Trades may only be entered prior to 5pm Tokyo time Friday.
Long Trade Ideas
- Go long after a bullish price action reversal on the H1 time frame following the next touch of $1,900.88, $1,887.43, $1,879.94, or $1,854.75.
- Put the stop loss $0.50 below the local swing low.
- Adjust the stop loss to break even once the trade is $12 in profit by price.
- Remove 50% of the position as profit when the trade is $12 in profit by price and leave the remainder of the position to ride.
Short Trade Ideas
- Go short after a bullish price action reversal on the H1 time frame following the next touch of $1,903.86, $1,910.26, $1,950, or $2,000.
- Put the stop loss $0.50 above the local swing high.
- Adjust the stop loss to break even once the trade is $12 in profit by price.
- Remove 50% of the position as profit when the trade is $12 in profit by price and leave the remainder of the position to ride.

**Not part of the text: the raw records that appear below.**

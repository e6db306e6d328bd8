use crate::domain::config::GatewayConfig;
use crate::domain::ApiError;
use crate::handlers::{health, interactions, points, reports, AppState};
use crate::middleware::{
    create_cors_layer, json_error_response, IdentityLayer, SessionResolver,
};
use axum::response::{IntoResponse, Response};
use axum::routing::{get, post};
use axum::Router;
use std::any::Any;
use std::sync::Arc;
use tower::ServiceBuilder;
use tower_http::catch_panic::CatchPanicLayer;
use tower_http::limit::RequestBodyLimitLayer;
use tower_http::timeout::TimeoutLayer;
use tower_http::trace::TraceLayer;
use tracing::error;

/// Builds the full HTTP router.
///
/// Routes under `/interactions`, `/reports` and `/points` see the resolved
/// [`shared_types::Caller`]; `/health` and `/metrics` ignore it.
pub fn build_router(
    config: &GatewayConfig,
    state: AppState,
    resolver: Arc<dyn SessionResolver>,
) -> Router {
    let middleware = ServiceBuilder::new()
        .layer(TraceLayer::new_for_http())
        .layer(CatchPanicLayer::custom(panic_response))
        .map_response(json_error_response)
        .layer(RequestBodyLimitLayer::new(config.http.max_body_bytes))
        .layer(create_cors_layer(&config.cors))
        .layer(TimeoutLayer::new(config.http.request_timeout()));

    Router::new()
        .route(
            "/interactions/like",
            post(interactions::toggle_like)
                .delete(interactions::remove_like)
                .get(interactions::like_state),
        )
        .route(
            "/interactions/save",
            post(interactions::toggle_save)
                .delete(interactions::remove_save)
                .get(interactions::save_state),
        )
        .route(
            "/interactions/share",
            post(interactions::toggle_share).get(interactions::share_state),
        )
        .route(
            "/interactions/follow",
            post(interactions::follow)
                .delete(interactions::unfollow)
                .get(interactions::follow_state),
        )
        .route("/reports", post(reports::submit_report))
        .route("/reports/item", post(reports::submit_item_report))
        .route("/points/award", post(points::award))
        .route("/points/balance", get(points::balance))
        .route("/health", get(health::health_check))
        .route("/metrics", get(health::metrics))
        .fallback(health::not_found)
        .layer(IdentityLayer::new(resolver))
        .layer(middleware)
        .with_state(state)
}

/// Panics become the generic 500; the payload is logged, never returned.
fn panic_response(payload: Box<dyn Any + Send + 'static>) -> Response {
    let detail = payload
        .downcast_ref::<String>()
        .map(String::as_str)
        .or_else(|| payload.downcast_ref::<&str>().copied())
        .unwrap_or("unknown panic payload");
    error!(panic = detail, "handler panicked");
    ApiError::internal().into_response()
}
//! # Donation Commons Node
//!
//! Entry point: parses arguments, installs telemetry, runs the node.

use std::path::PathBuf;

use anyhow::{Context, Result};
use clap::Parser;
use dc_telemetry::{init_telemetry, TelemetryConfig};
use node_runtime::{NodeConfig, NodeRuntime};

/// Donation Commons node: interactions, reports and points over HTTP.
#[derive(Parser, Debug)]
#[command(name = "node-runtime")]
#[command(version, about)]
struct Args {
    /// TOML configuration file
    #[arg(short, long, env = "DC_CONFIG")]
    config: Option<PathBuf>,

    /// Validate the configuration and exit
    #[arg(long)]
    check: bool,
}

#[tokio::main]
async fn main() -> Result<()> {
    let args = Args::parse();

    let _telemetry = init_telemetry(TelemetryConfig::from_env())
        .context("Failed to initialize telemetry")?;

    let mut config = NodeConfig::load(args.config.as_deref())
        .context("Failed to load configuration")?;
    config
        .apply_env()
        .context("Invalid environment override")?;

    if args.check {
        config.validate().context("Invalid configuration")?;
        tracing::info!("Configuration is valid");
        return Ok(());
    }

    let mut runtime = NodeRuntime::new(config).await?;
    runtime.start().await?;
    runtime.run_until_ctrl_c().await?;
    runtime.shutdown().await
}
//! Middleware stack for the API Gateway.
//!
//! Layer order: Request → Trace → CatchPanic → ErrorShape → BodyLimit → CORS → Timeout → Identity → Handler

pub mod cors;
pub mod error_shape;
pub mod identity;

pub use cors::create_cors_layer;
pub use error_shape::json_error_response;
pub use identity::{
    resolve_caller, HmacSessionResolver, IdentityLayer, ResolverChain, SessionResolver,
    StaticSessionResolver,
};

The best method to identify a classic “price action reversal” is for an hourly candle to close, such as a pin bar, a doji, an outside or even just an engulfing candle with a higher close. You can exploit these levels or zones by watching the price action that occurs at the given levels.
XAU/USD Analysis
I wrote yesterday that as the symmetrical bullish price channel which had contained the price effectively over several days remained intact, gold was still looking interesting as a potential buy just below the bottom of the price channel at $1,887.43, or following a convincing breakout above the resistance level at $1,910.24.

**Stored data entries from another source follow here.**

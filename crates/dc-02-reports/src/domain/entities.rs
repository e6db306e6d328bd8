//! Report entities and the reason taxonomy.

use serde::{Deserialize, Serialize};
use shared_types::{ItemId, Timestamp, UserId};
use std::fmt;
use uuid::Uuid;

/// Longest accepted reason, in characters.
pub const MAX_REASON_CHARS: usize = 100;

/// Longest accepted details text, in characters.
pub const MAX_DETAILS_CHARS: usize = 1000;

/// Fixed reason taxonomy of the generic report form.
#[derive(Debug, Clone, Copy, PartialEq, Eq, Hash)]
pub enum ReportReason {
    FakeOrMisleading,
    Stolen,
    ScamOrFraud,
    Inappropriate,
    HateOrHarassment,
    DangerousOrIllegal,
    DuplicateOrSpam,
    Impersonation,
    Other,
}

impl ReportReason {
    pub const ALL: [ReportReason; 9] = [
        Self::FakeOrMisleading,
        Self::Stolen,
        Self::ScamOrFraud,
        Self::Inappropriate,
        Self::HateOrHarassment,
        Self::DangerousOrIllegal,
        Self::DuplicateOrSpam,
        Self::Impersonation,
        Self::Other,
    ];

    /// Label shown to users and stored on the report.
    pub fn as_str(&self) -> &'static str {
        match self {
            Self::FakeOrMisleading => "Fake or misleading item",
            Self::Stolen => "Stolen item",
            Self::ScamOrFraud => "Scam or fraud attempt",
            Self::Inappropriate => "Inappropriate content",
            Self::HateOrHarassment => "Hate or harassment",
            Self::DangerousOrIllegal => "Dangerous or illegal item",
            Self::DuplicateOrSpam => "Duplicate or spam listing",
            Self::Impersonation => "Impersonation",
            Self::Other => "Other",
        }
    }

    /// Exact, case-sensitive lookup of a trimmed label.
    pub fn from_label(label: &str) -> Option<Self> {
        Self::ALL.into_iter().find(|r| r.as_str() == label)
    }
}

impl fmt::Display for ReportReason {
    fn fmt(&self, f: &mut fmt::Formatter<'_>) -> fmt::Result {
        f.write_str(self.as_str())
    }
}

/// What a report is filed against.
#[derive(Debug, Clone, PartialEq, Eq, Hash, Serialize, Deserialize)]
#[serde(rename_all = "camelCase")]
pub enum ReportTarget {
    Item(ItemId),
    User(UserId),
}

impl ReportTarget {
    pub fn item(&self) -> Option<&ItemId> {
        match self {
            Self::Item(id) => Some(id),
            Self::User(_) => None,
        }
    }

    pub fn kind(&self) -> &'static str {
        match self {
            Self::Item(_) => "item",
            Self::User(_) => "user",
        }
    }
}

/// A persisted report. Created once, never updated.
#[derive(Debug, Clone, PartialEq, Eq, Serialize, Deserialize)]
#[serde(rename_all = "camelCase")]
pub struct Report {
    pub id: Uuid,
    pub reporter: UserId,
    pub target: ReportTarget,
    pub reason: String,
    pub details: Option<String>,
    pub created_at: Timestamp,
}

/// Raw generic report form.
#[derive(Debug, Clone, Default, PartialEq, Eq)]
pub struct ReportSubmission {
    pub reported_item_id: Option<String>,
    pub reported_user_id: Option<String>,
    pub reason: Option<String>,
    pub details: Option<String>,
}

/// Raw item-specific report form.
#[derive(Debug, Clone, Default, PartialEq, Eq)]
pub struct ItemReportSubmission {
    pub item_id: Option<String>,
    pub reason: Option<String>,
    pub details: Option<String>,
}

/// Outcome of a generic submission.
#[derive(Debug, Clone, Copy, PartialEq, Eq)]
pub enum SubmitOutcome {
    /// A new report row was written.
    Recorded,
    /// The reporter already reported this item; nothing was written.
    AlreadyReported,
}

impl SubmitOutcome {
    pub fn as_str(&self) -> &'static str {
        match self {
            Self::Recorded => "recorded",
            Self::AlreadyReported => "already_reported",
        }
    }
}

The price did not reach either of these levels, but the bullish ascending price channel did hold when its lower trend line was tested by the gold price, resulting in a new multi-month high New York closing price yesterday, which is typically a bullish sign.
Despite these bullish factors, bulls should be cautious, as we see the price potentially completing the final leg of a bearish head and shoulders pattern after repeatedly rejecting the resistance level at $1,910.24.
Gold should be interesting to trade as it will probably either continue to rise in line with its long-term bullish momentum and ascending price channel or break down quite dramatically with a sharp fall. Either potential set up is tradable, although probability likely favours a continuation of the bullish movement. However, as any downwards move will likely be sharp, there could be a good reward to risk ratio on such a short trade.
I will be happy to enter a long trade if the price makes a firm bullish reversal soon at the support level of $1,900.88, or at $1,887.43.
Concerning the USD, there will be a release of the ADP non-farm employment change forecast at 1:15pm London time, followed by unemployment claims at 1:30pm and ISM Services PMI data at 3pm.